We practice awareness of our own weakness that we might simultaneously practice awareness of the Spirit’s presence. This is what prayerlessness is, essentially—forgetfulness of God. We don’t pray more often because we too often think, “I’ve got this.” But the power that effective prayer has is nothing and nobody less than the Holy Spirit of God, who not only hears the prayer, but carries the prayer and replies to the prayer, and even inspires the prayer!
But let’s take it a step further. Prayer isn’t magic, because we have no power in and of ourselves. Prayer is expressed helplessness. But also, prayer isn’t magic, because God isn’t helpless without our moving him or unleashing him or activating him in some way. I cringe every time I hear some well-intentioned preacher use the phrase “let God”—as in, “You have to let God take control of your life” and “You need to let God be God.”

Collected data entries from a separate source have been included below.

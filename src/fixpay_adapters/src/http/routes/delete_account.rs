use axum::{extract::State, http::HeaderMap, response::IntoResponse, Json};
use fixpay_application::DeleteAccountUseCase;
use fixpay_core::{AccountStore, RevokedTokenStore};

use super::{caller_account_id, error::AccountApiError};
use crate::auth::authenticate;
use crate::http::{envelope::ApiEnvelope, state::AppState};

#[tracing::instrument(name = "Delete account", skip_all)]
pub async fn delete_account<A, R>(
    State(state): State<AppState<A, R>>,
    headers: HeaderMap,
) -> Result<impl IntoResponse, AccountApiError>
where
    A: AccountStore + Clone + 'static,
    R: RevokedTokenStore + Clone + 'static,
{
    let claims = authenticate(&headers, &state.revoked_tokens, &state.token_config).await?;
    let account_id = caller_account_id(&claims)?;

    let use_case =
        DeleteAccountUseCase::new(state.accounts.clone(), state.revoked_tokens.clone());
    use_case
        .execute(account_id, claims.jti.clone(), claims.remaining_ttl())
        .await?;

    Ok(Json(ApiEnvelope::success_empty(
        "account deleted, it can be restored within 30 days",
    )))
}
pub mod argon2_hasher;

pub use argon2_hasher::Argon2Hasher;
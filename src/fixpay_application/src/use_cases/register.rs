use chrono::Utc;
use fixpay_core::{
    Account, AccountProjection, AccountStore, AccountStoreError, CredentialHasher,
    CredentialHasherError, DuplicateField, NewAccount, Notification, Notifier, OtpChallenge,
    OtpCode, OtpPurpose, Password, Role, UniqueIdentity,
};

/// Error types for the register use case
#[derive(Debug, thiserror::Error)]
pub enum RegisterError {
    #[error("The {0} is already signed")]
    Duplicate(DuplicateField),
    #[error("worker accounts must provide a national id")]
    NationalIdRequired,
    #[error("Hashing error: {0}")]
    HasherError(#[from] CredentialHasherError),
    #[error("Account store error: {0}")]
    AccountStoreError(AccountStoreError),
}

impl From<AccountStoreError> for RegisterError {
    fn from(error: AccountStoreError) -> Self {
        match error {
            AccountStoreError::Duplicate(field) => Self::Duplicate(field),
            other => Self::AccountStoreError(other),
        }
    }
}

/// Register use case - creates an unverified account and issues its first
/// confirmation OTP.
pub struct RegisterUseCase<A, H, N>
where
    A: AccountStore,
    H: CredentialHasher,
    N: Notifier,
{
    account_store: A,
    hasher: H,
    notifier: N,
}

impl<A, H, N> RegisterUseCase<A, H, N>
where
    A: AccountStore,
    H: CredentialHasher,
    N: Notifier,
{
    pub fn new(account_store: A, hasher: H, notifier: N) -> Self {
        Self {
            account_store,
            hasher,
            notifier,
        }
    }

    /// Execute the register use case
    ///
    /// # Returns
    /// The non-secret projection of the created account, or RegisterError
    #[tracing::instrument(name = "RegisterUseCase::execute", skip_all)]
    pub async fn execute(
        &self,
        details: NewAccount,
        password: Password,
    ) -> Result<AccountProjection, RegisterError> {
        let identity = UniqueIdentity {
            email: &details.email,
            username: &details.username,
            phone: &details.phone,
            national_id: details.national_id.as_ref(),
        };
        if let Some(field) = self.account_store.find_conflict(identity).await? {
            return Err(RegisterError::Duplicate(field));
        }

        if details.role == Role::Worker && details.national_id.is_none() {
            return Err(RegisterError::NationalIdRequired);
        }

        let password_hash = self.hasher.hash(password.as_ref().clone()).await?;

        let code = OtpCode::generate();
        let code_hash = self.hasher.hash(code.as_ref().clone()).await?;
        let now = Utc::now();
        let challenge = OtpChallenge::new(OtpPurpose::ConfirmEmail, code_hash, now);

        let account = Account::create(details, password_hash, challenge, now);
        let email = account.email().clone();
        let projection = AccountProjection::from(&account);

        // The store's unique indexes backstop the conflict query under
        // concurrent registration.
        self.account_store.insert(account).await?;

        // Fire-and-forget: a lost email is recovered via the resend route,
        // never by rolling back the account.
        self.notifier
            .notify(Notification::ConfirmationOtp { email, code });

        Ok(projection)
    }
}
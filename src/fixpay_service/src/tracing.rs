use std::time::Duration;

use axum::{body::Body, extract::Request, response::Response};
use tracing::{Level, Span};
use uuid::Uuid;

/// One span per request, tagged with a fresh request id so every log line
/// of a request can be correlated.
pub fn make_span_with_request_id(request: &Request<Body>) -> Span {
    let request_id = Uuid::new_v4();
    tracing::span!(
        Level::INFO,
        "[REQUEST]",
        method = tracing::field::display(request.method()),
        uri = tracing::field::display(request.uri()),
        version = tracing::field::debug(request.version()),
        request_id = tracing::field::display(request_id),
    )
}

pub fn on_request(_request: &Request<Body>, _span: &Span) {
    tracing::event!(Level::INFO, "[REQUEST START]");
}

pub fn on_response(response: &Response, latency: Duration, _span: &Span) {
    tracing::event!(
        Level::INFO,
        latency = ?latency,
        status = tracing::field::display(response.status()),
        "[REQUEST END]"
    );
}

First of all, God doesn’t need you to let him do anything. He isn’t restrained or controlled by you. God isn’t like some tethered toddler on a parental leash at the mall, struggling for freedom to have at the world around him. We have forgotten whose armor we have on if we think we have the power to “let God” do anything. He’s God. We’re not. Period.
So in prayer, you are not commanding the Spirit or summoning the Spirit like he’s a cosmic butler. In prayer, you are not in the place of control but in the place of submission. Through prayer we bare our hearts, minds, and souls to the God who wants to be our friend and deliverer. And the more we do this baring, the more we will experience of his power, even in our lowest and weakest of moments. Prayer is essentially weaponized weakness.
No, prayer isn’t magic, because we have no power in and of ourselves. Prayer is expressed helplessness. It is a verbalized acknowledgment of our own lack of power, of our own weakness. And it is in our weakness that God’s power is perfected (2 Cor. 12:9).
It is for this reason that Christ’s model prayer given to his disciples in teaching them how to pray includes an acknowledgment that the kingdom is God’s, not ours. We will not prevail if God does not prevail. And since he will prevail, the only way for us to prevail with him is to put our prayers of faith in him.
Apart from Christ, we can accomplish nothing. But in Christ—having prevailed through him over the enemy, having been strengthened to withstand spiritual attacks, and having direct access to his powerful presence through prayer—we are more than conquerors. Because of the blessings of the gospel, we who once were weak are now eternally strong!